• Task description:
Within the data below, determine how many lines contain "crate" and supply only that figure.

※

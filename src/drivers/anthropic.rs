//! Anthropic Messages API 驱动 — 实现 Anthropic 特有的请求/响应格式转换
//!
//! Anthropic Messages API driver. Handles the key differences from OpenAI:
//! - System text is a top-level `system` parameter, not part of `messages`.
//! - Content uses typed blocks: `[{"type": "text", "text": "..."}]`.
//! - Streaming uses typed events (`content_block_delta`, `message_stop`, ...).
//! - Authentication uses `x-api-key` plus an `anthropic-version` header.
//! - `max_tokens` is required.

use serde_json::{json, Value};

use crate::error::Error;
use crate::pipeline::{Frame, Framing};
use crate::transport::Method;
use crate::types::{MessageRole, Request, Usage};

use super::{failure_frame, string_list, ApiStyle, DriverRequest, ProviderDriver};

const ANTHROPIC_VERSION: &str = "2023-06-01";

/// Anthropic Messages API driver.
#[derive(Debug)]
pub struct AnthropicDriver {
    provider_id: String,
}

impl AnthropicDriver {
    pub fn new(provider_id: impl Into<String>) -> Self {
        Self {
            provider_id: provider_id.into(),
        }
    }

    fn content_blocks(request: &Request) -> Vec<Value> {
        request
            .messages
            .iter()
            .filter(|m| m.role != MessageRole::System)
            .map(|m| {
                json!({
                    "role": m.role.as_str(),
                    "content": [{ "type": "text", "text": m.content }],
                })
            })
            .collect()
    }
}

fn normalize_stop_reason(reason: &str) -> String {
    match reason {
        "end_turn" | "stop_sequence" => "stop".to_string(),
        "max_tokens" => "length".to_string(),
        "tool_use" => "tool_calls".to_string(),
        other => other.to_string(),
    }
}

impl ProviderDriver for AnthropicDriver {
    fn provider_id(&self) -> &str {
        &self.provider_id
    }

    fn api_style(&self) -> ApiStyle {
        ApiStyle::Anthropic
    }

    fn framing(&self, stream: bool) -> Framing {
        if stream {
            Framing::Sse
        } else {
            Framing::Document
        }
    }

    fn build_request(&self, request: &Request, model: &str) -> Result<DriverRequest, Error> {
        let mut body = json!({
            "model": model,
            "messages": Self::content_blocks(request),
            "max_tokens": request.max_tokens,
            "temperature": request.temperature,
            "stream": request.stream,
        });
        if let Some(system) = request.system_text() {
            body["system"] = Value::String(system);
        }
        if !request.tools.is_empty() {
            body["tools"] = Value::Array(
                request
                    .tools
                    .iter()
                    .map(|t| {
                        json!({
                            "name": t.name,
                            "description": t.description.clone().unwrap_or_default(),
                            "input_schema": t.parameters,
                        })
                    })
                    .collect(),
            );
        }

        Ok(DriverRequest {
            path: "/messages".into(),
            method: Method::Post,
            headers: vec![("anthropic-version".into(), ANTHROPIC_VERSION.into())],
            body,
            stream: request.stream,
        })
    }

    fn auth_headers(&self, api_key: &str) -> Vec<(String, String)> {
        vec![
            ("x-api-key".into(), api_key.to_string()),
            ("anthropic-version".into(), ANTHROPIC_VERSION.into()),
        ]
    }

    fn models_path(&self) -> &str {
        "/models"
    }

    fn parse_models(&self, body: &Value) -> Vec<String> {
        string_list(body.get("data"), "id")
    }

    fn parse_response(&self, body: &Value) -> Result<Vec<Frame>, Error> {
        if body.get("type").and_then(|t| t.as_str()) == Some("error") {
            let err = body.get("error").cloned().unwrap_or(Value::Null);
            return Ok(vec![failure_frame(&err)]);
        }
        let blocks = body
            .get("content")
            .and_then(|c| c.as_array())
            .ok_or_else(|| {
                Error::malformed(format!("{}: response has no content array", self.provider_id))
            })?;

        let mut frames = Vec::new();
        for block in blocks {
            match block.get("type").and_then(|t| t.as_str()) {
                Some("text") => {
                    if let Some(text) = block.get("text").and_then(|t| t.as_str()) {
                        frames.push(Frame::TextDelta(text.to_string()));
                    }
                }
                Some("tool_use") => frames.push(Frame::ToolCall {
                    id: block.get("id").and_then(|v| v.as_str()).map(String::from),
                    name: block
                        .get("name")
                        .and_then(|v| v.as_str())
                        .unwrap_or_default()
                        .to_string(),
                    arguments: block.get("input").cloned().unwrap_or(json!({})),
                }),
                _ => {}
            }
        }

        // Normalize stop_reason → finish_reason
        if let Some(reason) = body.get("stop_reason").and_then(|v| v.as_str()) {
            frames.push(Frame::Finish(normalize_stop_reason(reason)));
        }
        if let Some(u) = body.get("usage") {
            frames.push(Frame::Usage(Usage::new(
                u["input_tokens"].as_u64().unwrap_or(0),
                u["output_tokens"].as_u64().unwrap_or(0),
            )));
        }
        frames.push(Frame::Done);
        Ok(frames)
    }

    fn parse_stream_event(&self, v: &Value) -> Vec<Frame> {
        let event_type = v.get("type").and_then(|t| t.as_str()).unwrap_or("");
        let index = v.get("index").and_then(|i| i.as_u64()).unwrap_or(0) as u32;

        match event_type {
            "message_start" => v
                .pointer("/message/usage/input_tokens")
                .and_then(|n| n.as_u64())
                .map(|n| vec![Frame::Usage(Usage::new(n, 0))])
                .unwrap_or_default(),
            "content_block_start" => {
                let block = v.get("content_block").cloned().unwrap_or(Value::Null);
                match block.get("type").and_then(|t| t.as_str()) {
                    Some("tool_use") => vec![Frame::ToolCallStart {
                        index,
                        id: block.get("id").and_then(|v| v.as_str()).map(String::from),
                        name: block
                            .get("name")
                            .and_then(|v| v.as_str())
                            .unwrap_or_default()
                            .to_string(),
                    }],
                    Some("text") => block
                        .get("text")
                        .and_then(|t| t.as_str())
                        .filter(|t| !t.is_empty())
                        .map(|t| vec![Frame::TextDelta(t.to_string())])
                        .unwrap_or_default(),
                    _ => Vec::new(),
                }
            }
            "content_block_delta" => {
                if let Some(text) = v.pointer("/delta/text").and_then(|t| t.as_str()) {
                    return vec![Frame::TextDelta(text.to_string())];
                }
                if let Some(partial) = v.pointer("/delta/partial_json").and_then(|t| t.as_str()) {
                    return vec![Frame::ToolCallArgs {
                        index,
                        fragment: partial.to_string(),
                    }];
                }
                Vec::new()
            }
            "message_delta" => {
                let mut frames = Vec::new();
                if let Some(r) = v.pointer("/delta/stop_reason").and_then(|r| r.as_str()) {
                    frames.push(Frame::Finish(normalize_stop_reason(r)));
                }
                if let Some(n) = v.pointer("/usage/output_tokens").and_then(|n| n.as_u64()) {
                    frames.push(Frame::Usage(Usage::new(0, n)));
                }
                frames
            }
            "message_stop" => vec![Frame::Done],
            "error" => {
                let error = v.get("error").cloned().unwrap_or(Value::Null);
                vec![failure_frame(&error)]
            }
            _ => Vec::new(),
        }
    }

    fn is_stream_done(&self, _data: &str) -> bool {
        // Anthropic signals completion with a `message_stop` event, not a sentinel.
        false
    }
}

※

• Response:
4